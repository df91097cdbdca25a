use crate::controller::ResourceFamily;
use crate::dto::{TenantSettings, TenantSummary};
use crate::fixtures::{FamilyFixtures, Fixtures};

/// Tenant settings. The front-end reaches the detail view as `/tenant/v2/settings`.
pub struct Tenant;

impl ResourceFamily for Tenant {
    const NAME: &'static str = "tenant";
    const LABEL: &'static str = "Tenant";

    type Summary = TenantSummary;
    type Details = TenantSettings;

    fn fixtures(fixtures: &Fixtures) -> &FamilyFixtures<TenantSummary, TenantSettings> {
        &fixtures.tenant
    }
}

#[cfg(test)]
mod test {
    use super::*;
    use crate::controller::Controller;
    use crate::controller::test::{ctx, instant_state};

    #[tokio::test]
    async fn it_should_serve_tenant_settings() {
        let controller = Controller::<Tenant>::new(instant_state());
        let ctx = ctx(&[("tenant_id", "v2"), ("id", "settings")]);

        let settings = controller.get_details(&ctx).await.unwrap();
        assert_eq!(settings.message, "Tenant loaded");
        assert_eq!(settings.data.friendly_name, "Telkom Domain");
        assert!(!settings.data.error_page.show_log_link);

        let updated = controller.update_details(&ctx).await.unwrap();
        assert_eq!(updated.data.friendly_name, "Telkom Domain edited");
        assert_eq!(updated.data.flags, settings.data.flags);
    }
}
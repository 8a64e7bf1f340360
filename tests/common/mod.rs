#![allow(dead_code)]

use async_trait::async_trait;
use axum::http::{header, HeaderValue};
use axum_test::{TestResponse, TestServer};
use serde_json::{json, Value};
use std::sync::{Arc, Mutex};

use studymate::{
    api::{create_router, AppState},
    auth::JwtKeys,
    config::{LLMConfig, ProviderConfig},
    content_extractor::WebFetcher,
    mailer::Mailer,
    AccountService, CardService, Database, LLMProviderType, LLMService, QuizService,
};

/// Nothing listens here, so provider calls fail fast.
pub const UNREACHABLE_PROVIDER: &str = "http://127.0.0.1:9";

#[derive(Default)]
pub struct RecordingMailer {
    pub sent: Mutex<Vec<(String, String)>>,
}

#[async_trait]
impl Mailer for RecordingMailer {
    async fn send_password_reset(&self, to_email: &str, _name: &str, reset_url: &str) -> anyhow::Result<()> {
        self.sent
            .lock()
            .unwrap()
            .push((to_email.to_string(), reset_url.to_string()));
        Ok(())
    }
}

impl RecordingMailer {
    pub fn last_token(&self) -> Option<String> {
        self.sent
            .lock()
            .unwrap()
            .last()
            .and_then(|(_, url)| url.split("token=").nth(1).map(str::to_string))
    }
}

pub struct TestApp {
    pub server: TestServer,
    pub mailer: Arc<RecordingMailer>,
    pub db: Database,
}

pub async fn spawn_app() -> TestApp {
    spawn_app_with(UNREACHABLE_PROVIDER, 50).await
}

pub async fn spawn_app_with(provider_base_url: &str, free_tier_card_limit: i64) -> TestApp {
    let db = Database::new("sqlite::memory:").await.unwrap();
    let jwt = JwtKeys::new("integration-test-secret");
    let mailer = Arc::new(RecordingMailer::default());

    let provider = |model: &str| ProviderConfig {
        api_key: Some("test-key".to_string()),
        base_url: Some(provider_base_url.to_string()),
        model: Some(model.to_string()),
    };
    let llm_config = LLMConfig {
        provider: LLMProviderType::DashScope,
        dashscope: provider("qwen-turbo"),
        moonshot: provider("moonshot-v1-128k"),
    };

    let card_service = CardService::new(db.clone(), free_tier_card_limit);
    let llm_service = LLMService::new(&llm_config);
    let state = AppState {
        account_service: AccountService::new(
            db.clone(),
            jwt.clone(),
            mailer.clone(),
            "http://localhost:3000".to_string(),
        ),
        quiz_service: QuizService::new(card_service.clone(), llm_service.clone()),
        card_service,
        llm_service,
        fetcher: WebFetcher::new().unwrap(),
        jwt,
        cookie_secure: false,
    };

    TestApp {
        server: TestServer::new(create_router(state)).unwrap(),
        mailer,
        db,
    }
}

/// `name=value` part of the response's Set-Cookie header.
pub fn session_cookie(response: &TestResponse) -> HeaderValue {
    let set_cookie = response.header(header::SET_COOKIE);
    let pair = set_cookie
        .to_str()
        .unwrap()
        .split(';')
        .next()
        .unwrap()
        .to_string();
    HeaderValue::from_str(&pair).unwrap()
}

/// Register a user and return the session cookie plus the user JSON.
pub async fn register(server: &TestServer, email: &str) -> (HeaderValue, Value) {
    let response = server
        .post("/api/auth/register")
        .json(&json!({ "name": "Test User", "email": email, "password": "secret123" }))
        .await;
    response.assert_status(axum::http::StatusCode::CREATED);
    let body: Value = response.json();
    (session_cookie(&response), body["data"]["user"].clone())
}

pub fn card_json(title: &str) -> Value {
    json!({
        "title": title,
        "content": format!("Content about {}", title),
        "question": format!("What is {}?", title),
        "answer": format!("{} explained", title),
        "tags": ["rust"],
        "difficulty": "medium"
    })
}

/// Save `titles` as cards for the session and return their ids.
pub async fn create_cards(server: &TestServer, cookie: &HeaderValue, titles: &[&str]) -> Vec<String> {
    let cards: Vec<Value> = titles.iter().map(|t| card_json(t)).collect();
    let response = server
        .post("/api/cards")
        .add_header(header::COOKIE, cookie.clone())
        .json(&json!({ "cards": cards }))
        .await;
    response.assert_status(axum::http::StatusCode::CREATED);
    let body: Value = response.json();
    body["data"]["cards"]
        .as_array()
        .unwrap()
        .iter()
        .map(|c| c["id"].as_str().unwrap().to_string())
        .collect()
}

• _Task goal_:
Show each line of the material above where "crate" occurs.

• _Reply to the task_:
use crate::controller::ResourceFamily;
use crate::dto::{TenantSettings, TenantSummary};
use crate::fixtures::{FamilyFixtures, Fixtures};
    use crate::controller::Controller;
    use crate::controller::test::{ctx, instant_state};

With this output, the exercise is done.